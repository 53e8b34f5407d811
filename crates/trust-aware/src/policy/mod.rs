//! Decision policy layered over a text classifier.
//!
//! The policy turns a classification and its source text into an
//! accept/defer decision plus a narrative explaining it. Every function here
//! is pure; callers pass an immutable [`DecisionConfig`] per evaluation.

pub mod assessment;
mod config;
pub mod domain;
mod error;
pub mod explanation;
pub mod signals;

#[cfg(test)]
mod tests;

pub use assessment::{assess, RiskAssessment};
pub use config::{
    DecisionConfig, DEFAULT_CONFIDENCE_THRESHOLD, DEFAULT_MARGIN_THRESHOLD, RISK_REVIEW_THRESHOLD,
};
pub use domain::{ClassificationResult, Decision, RiskSignal};
pub use error::{AssessmentError, InvalidInput, MalformedClassification};
pub use explanation::explain;
pub use signals::{extract, AmbiguitySignals};

/// Stateless evaluator binding the policy functions to one configuration.
#[derive(Debug, Clone, Copy, Default)]
pub struct DecisionEngine {
    config: DecisionConfig,
}

impl DecisionEngine {
    pub fn new(config: DecisionConfig) -> Self {
        Self { config }
    }

    pub fn config(&self) -> &DecisionConfig {
        &self.config
    }

    pub fn assess(
        &self,
        result: &ClassificationResult,
        text: &str,
    ) -> Result<RiskAssessment, AssessmentError> {
        assess(result, text, &self.config)
    }

    pub fn explain(&self, result: &ClassificationResult, assessment: &RiskAssessment) -> String {
        explain(result, assessment, &self.config)
    }
}
use std::collections::BTreeMap;

use crate::policy::domain::ClassificationResult;
use crate::policy::DecisionConfig;

pub(super) const CONFIDENT_TEXT: &str =
    "I absolutely love this product, it works perfectly and I would recommend it to everyone.";
pub(super) const CONTRASTIVE_TEXT: &str =
    "The product quality is great, but the customer service was awful.";
pub(super) const HEDGED_TEXT: &str = "The experience was kind of okay.";
pub(super) const PLAIN_TEXT: &str = "The package arrived on Tuesday.";

pub(super) fn binary(label: &str, confidence: f64) -> ClassificationResult {
    let other = if label == "POSITIVE" {
        "NEGATIVE"
    } else {
        "POSITIVE"
    };
    ClassificationResult {
        label: label.to_string(),
        confidence,
        scores: BTreeMap::from([
            (label.to_string(), confidence),
            (other.to_string(), 1.0 - confidence),
        ]),
    }
}

pub(super) fn three_way(top: f64, second: f64) -> ClassificationResult {
    ClassificationResult {
        label: "POSITIVE".to_string(),
        confidence: top,
        scores: BTreeMap::from([
            ("POSITIVE".to_string(), top),
            ("NEUTRAL".to_string(), second),
            ("NEGATIVE".to_string(), 1.0 - top - second),
        ]),
    }
}

pub(super) fn config_with(threshold: f64) -> DecisionConfig {
    DecisionConfig::with_confidence_threshold(threshold).expect("threshold in range")
}
use std::collections::BTreeMap;
use std::fmt;

use serde::{Deserialize, Serialize};

/// Output of the classification collaborator for a single text.
#[derive(Debug, Clone, PartialEq, Serialize, Deserialize)]
pub struct ClassificationResult {
    pub label: String,
    pub confidence: f64,
    pub scores: BTreeMap<String, f64>,
}

impl ClassificationResult {
    /// Build a result from a probability map, predicting the arg-max label.
    ///
    /// Returns `None` for an empty map. Ties resolve to the label that sorts
    /// first so the prediction is stable.
    pub fn from_scores(scores: BTreeMap<String, f64>) -> Option<Self> {
        let (label, confidence) = scores
            .iter()
            .fold(None::<(&String, f64)>, |best, (label, &score)| match best {
                Some((_, top)) if top >= score => best,
                _ => Some((label, score)),
            })?;
        let label = label.clone();

        Some(Self {
            label,
            confidence,
            scores,
        })
    }
}

/// Named reason to distrust full automation, in evaluation order.
#[derive(Debug, Clone, Copy, PartialEq, Eq, PartialOrd, Ord, Hash, Serialize, Deserialize)]
#[serde(rename_all = "snake_case")]
pub enum RiskSignal {
    LowConfidence,
    LowMargin,
    Ambiguity,
    MixedSentiment,
}

impl RiskSignal {
    pub const ALL: [RiskSignal; 4] = [
        RiskSignal::LowConfidence,
        RiskSignal::LowMargin,
        RiskSignal::Ambiguity,
        RiskSignal::MixedSentiment,
    ];

    pub fn as_str(&self) -> &'static str {
        match self {
            RiskSignal::LowConfidence => "low_confidence",
            RiskSignal::LowMargin => "low_margin",
            RiskSignal::Ambiguity => "ambiguity",
            RiskSignal::MixedSentiment => "mixed_sentiment",
        }
    }
}

impl fmt::Display for RiskSignal {
    fn fmt(&self, f: &mut fmt::Formatter<'_>) -> fmt::Result {
        f.write_str(self.as_str())
    }
}

/// Whether a prediction may be used automatically.
#[derive(Debug, Clone, Copy, PartialEq, Eq, Serialize, Deserialize)]
#[serde(rename_all = "snake_case")]
pub enum Decision {
    Accepted,
    NeedsHumanReview,
}

impl Decision {
    pub fn as_str(&self) -> &'static str {
        match self {
            Decision::Accepted => "accepted",
            Decision::NeedsHumanReview => "needs_human_review",
        }
    }

    pub fn is_deferred(&self) -> bool {
        matches!(self, Decision::NeedsHumanReview)
    }
}

impl fmt::Display for Decision {
    fn fmt(&self, f: &mut fmt::Formatter<'_>) -> fmt::Result {
        f.write_str(self.as_str())
    }
}
//! Shallow lexical cues that a piece of text is uncertain or conflicted.
//!
//! Every check is a table lookup over normalized text, so new cue families
//! (sarcasm markers, intensifiers) are added by extending a lexicon rather
//! than the matching code.

use serde::Serialize;

/// Lexical markers of speaker uncertainty.
pub const HEDGE_CUES: &[&str] = &[
    "maybe",
    "perhaps",
    "probably",
    "possibly",
    "i think",
    "i guess",
    "i suppose",
    "kind of",
    "sort of",
    "not sure",
    "it seems",
    "seems like",
    "a bit",
    "unclear",
];

/// Connectives that join opposing clauses.
pub const CONTRASTIVE_CUES: &[&str] = &[
    "but",
    "however",
    "although",
    "though",
    "yet",
    "whereas",
    "nevertheless",
    "on the other hand",
];

/// Structural uncertainty cues found in a single text.
#[derive(Debug, Clone, Copy, Default, PartialEq, Eq, Serialize)]
pub struct AmbiguitySignals {
    pub hedging: bool,
    pub question: bool,
    pub contrastive: bool,
}

impl AmbiguitySignals {
    /// Number of independent cue families that fired.
    pub fn fired(&self) -> usize {
        [self.hedging, self.question, self.contrastive]
            .into_iter()
            .filter(|fired| *fired)
            .count()
    }

    /// Any cue at all marks the text as ambiguous.
    pub fn ambiguity(&self) -> bool {
        self.fired() > 0
    }

    /// Explicit contrast, or two or more cue families compounding.
    pub fn mixed_sentiment(&self) -> bool {
        self.contrastive || self.fired() >= 2
    }

    /// Human-readable names of the cues that fired, in a fixed order.
    pub fn cue_labels(&self) -> Vec<&'static str> {
        let mut labels = Vec::new();
        if self.hedging {
            labels.push("hedging");
        }
        if self.question {
            labels.push("a question");
        }
        if self.contrastive {
            labels.push("contrastive phrasing");
        }
        labels
    }
}

/// Scan `text` for hedging, questions and contrastive connectives.
pub fn extract(text: &str) -> AmbiguitySignals {
    let normalized = normalize(text);

    AmbiguitySignals {
        hedging: contains_any(&normalized, HEDGE_CUES),
        question: normalized.contains('?'),
        contrastive: contains_any(&normalized, CONTRASTIVE_CUES),
    }
}

fn normalize(text: &str) -> String {
    text.split_whitespace()
        .collect::<Vec<_>>()
        .join(" ")
        .to_lowercase()
}

fn contains_any(haystack: &str, cues: &[&str]) -> bool {
    cues.iter().any(|cue| contains_phrase(haystack, cue))
}

/// Phrase match that refuses hits glued to neighbouring word characters.
fn contains_phrase(haystack: &str, phrase: &str) -> bool {
    haystack.match_indices(phrase).any(|(start, matched)| {
        let end = start + matched.len();
        let before = haystack[..start].chars().next_back();
        let after = haystack[end..].chars().next();
        !before.is_some_and(char::is_alphanumeric) && !after.is_some_and(char::is_alphanumeric)
    })
}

• _PROBLEM TO WORK ON_: For the word "AssessmentError", count the lines of the data that contain it and state only that count.

• _EXERCISE ANSWER_: 2